Biggest Breaktrhoughs in 2020
As an IBCLC, you want to practice evidence-based care. But keeping up with the latest research can be overwhelming, even in a normal year.
And most of us would agree that 2020 was anything but normal.
What if an expert agreed to study the year’s worth of lactation literature for you and bring back the most interesting and useful information, all in one place?
An expert did. That’s the premise behind the Lactation Education Resources course Annual Update 2021.
Now you can learn about the most significant research done in 2020, explained and analyzed by a veteran lactation care provider with more than 20 years in the field.
In this clear, accessible course, Sekeita Lewis-Johnson, DNP, FNP-BC, IBCLC breaks down nearly 30 studies, protocols, and publications from 2020 into news you can use in your practice today.
Here are some of the highlights.
Human milk and Covid-19
A year into the pandemic, key studies shed light on two questions.
Does human milk from parents who are positive for Covid-19 pose a risk to their infants? And can human milk from parents who are Covid-19 positive actually confer protection?
Fox et al (2020) examined 15 milk samples from participants previously infected with Covid-19, three to four weeks after their symptoms resolved, looking for antibodies that would offer protection to infants—and found them.
“Human milk from Covid-19 positive donors exhibits significantly higher Secretory IgA reactivity against the receptor binding domain of the SARS-COV-2 binding site than pre-pandemic controls,” Lewis-Johnson notes.
“… [Its] role is to act locally on the newborn’s gut … as a first line of defense directed at foreign antigens. So that’s why this is great news—human milk is medicinal.”
A second study (Bertino et al, 2020) analyzed milk samples from 14 lactating parents in Italy diagnosed with Covid-19 and followed their newborns for the first month of life.
Eleven of the mothers were symptomatic at the time of milk collection, which was performed using specific hygiene protocols.
Thirteen of the 14 samples were negative for Covid-19 and one was positive. Four of the newborns tested positive within the first 48 hours of life. All had uneventful courses of infection and were negative by six weeks.
Based on their studies, the authors concluded that parents who are positive for Covid-19 do not expose their infants to additional risk of infection by breastfeeding.
Rethinking pacifiers?
One 2020 study suggests that pacifiers may be safer during breastfeeding than previously thought.
Hermanson & Astrand (2020) investigated whether recommendations given about pacifier use in the first two weeks of life impacted breastfeeding at six months.

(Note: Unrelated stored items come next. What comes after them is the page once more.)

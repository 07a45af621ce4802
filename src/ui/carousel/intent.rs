//! Intents for the carousel.

use crate::ui::mvi::Intent;

#[derive(Debug, Clone)]
pub enum CarouselIntent<T> {
    /// The backing collection resolved. Resets the index to 0.
    Loaded(Vec<T>),
    /// Viewport crossed a breakpoint.
    SetItemsPerView(usize),
    /// Autoplay timer fired.
    Tick,
    /// Manual navigation. Out-of-range targets are clamped.
    GoTo(usize),
    /// Pointer entered (true) or left (false) the track.
    SetPaused(bool),
}

impl<T: Send + 'static> Intent for CarouselIntent<T> {}
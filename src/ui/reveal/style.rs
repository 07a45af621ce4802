//! Visual contract of a reveal block: opacity and transform over time.

use std::time::Duration;

use serde::{Deserialize, Serialize};

/// Where the block starts before it is revealed.
#[derive(Debug, Clone, Copy, PartialEq, Eq, Default, Serialize, Deserialize)]
#[serde(rename_all = "lowercase")]
pub enum RevealDirection {
    /// Rises from below.
    #[default]
    Up,
    /// Slides in from the left.
    Left,
    /// Slides in from the right.
    Right,
    /// Grows from slightly smaller.
    Scale,
}

/// Magnitudes of the initial transforms and the transition length.
#[derive(Debug, Clone, Copy, PartialEq)]
pub struct RevealMotion {
    pub offset: f32,
    pub scale: f32,
    pub duration: Duration,
}

impl Default for RevealMotion {
    fn default() -> Self {
        Self {
            offset: 30.0,
            scale: 0.92,
            duration: Duration::from_millis(700),
        }
    }
}

#[derive(Debug, Clone, Copy, PartialEq)]
pub struct Transform {
    pub translate_x: f32,
    pub translate_y: f32,
    pub scale: f32,
}

impl Transform {
    pub const IDENTITY: Transform = Transform {
        translate_x: 0.0,
        translate_y: 0.0,
        scale: 1.0,
    };

    pub fn is_identity(&self) -> bool {
        *self == Self::IDENTITY
    }

    /// Linear blend towards identity. `t = 0` is `self`, `t = 1` is identity.
    fn settle(&self, t: f32) -> Transform {
        let keep = 1.0 - t;
        Transform {
            translate_x: self.translate_x * keep,
            translate_y: self.translate_y * keep,
            scale: self.scale + (1.0 - self.scale) * t,
        }
    }

    pub fn to_css(&self) -> String {
        if self.is_identity() {
            return "none".to_string();
        }
        let mut parts = Vec::new();
        if self.translate_x != 0.0 {
            parts.push(format!("translateX({}px)", self.translate_x));
        }
        if self.translate_y != 0.0 {
            parts.push(format!("translateY({}px)", self.translate_y));
        }
        if self.scale != 1.0 {
            parts.push(format!("scale({})", self.scale));
        }
        parts.join(" ")
    }
}

impl RevealDirection {
    pub fn initial_transform(self, motion: &RevealMotion) -> Transform {
        match self {
            Self::Up => Transform {
                translate_y: motion.offset,
                ..Transform::IDENTITY
            },
            Self::Left => Transform {
                translate_x: -motion.offset,
                ..Transform::IDENTITY
            },
            Self::Right => Transform {
                translate_x: motion.offset,
                ..Transform::IDENTITY
            },
            Self::Scale => Transform {
                scale: motion.scale,
                ..Transform::IDENTITY
            },
        }
    }
}

/// Cubic ease-out on `[0, 1]`.
pub fn ease_out(t: f32) -> f32 {
    let t = t.clamp(0.0, 1.0);
    1.0 - (1.0 - t).powi(3)
}

#[derive(Debug, Clone, Copy, PartialEq)]
pub struct RevealStyle {
    pub opacity: f32,
    pub transform: Transform,
}

impl RevealStyle {
    pub fn hidden(direction: RevealDirection, motion: &RevealMotion) -> Self {
        Self {
            opacity: 0.0,
            transform: direction.initial_transform(motion),
        }
    }

    pub fn visible() -> Self {
        Self {
            opacity: 1.0,
            transform: Transform::IDENTITY,
        }
    }

    /// Style `elapsed` after the reveal started.
    pub fn transitioning(
        direction: RevealDirection,
        motion: &RevealMotion,
        elapsed: Duration,
    ) -> Self {
        if motion.duration.is_zero() || elapsed >= motion.duration {
            return Self::visible();
        }
        let progress = ease_out(elapsed.as_secs_f32() / motion.duration.as_secs_f32());
        Self {
            opacity: progress,
            transform: direction.initial_transform(motion).settle(progress),
        }
    }

    pub fn is_settled(&self) -> bool {
        self.opacity >= 1.0 && self.transform.is_identity()
    }
}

The authors found no significant difference between parents who introduced pacifiers within four days of birth, between five and 14 days, after two weeks, or never when they measured breastfeeding rates at two, four, and six months.
Based on their results, the authors discourage blanket advice against early pacifier use and urge providers to opt for recommendations tailored to each family’s needs.
Nipple Shields—A Cautionary Note
Is a client who uses a nipple shield at risk for lowering milk supply?
A 2020 study suggests that caution about milk supply is warranted when a nipple shield is introduced.
Coentro et al (2020) asked parents to pump with an appropriately sized nipple shield, a too-small nipple shield, and no nipple shield at all. Pumping with an appropriately sized shield did in fact compromise milk removal—a full 25 percent less milk was removed than with no shield at all.
The authors stress the need to fully inform parents of the potential risk to their milk supply when introducing a nipple shield and provide close monitoring of supply and close follow up of parents discharged from the hospital using a shield.
Lactation After Loss
It’s a topic most people don’t want to think about—and that’s precisely the problem, according to a 2020 literature review, which found much room for improvement in the lactation information and support given to parents who suffer an infant death.
Dickens (2020) found evidence that the difficult emotions that lactation after loss can bring up are often not addressed with families, and that families often are not informed of the various lactation options open to them (suppressing lactation with or without pharmaceuticals, expressing milk for their own reasons, or donating milk, for example).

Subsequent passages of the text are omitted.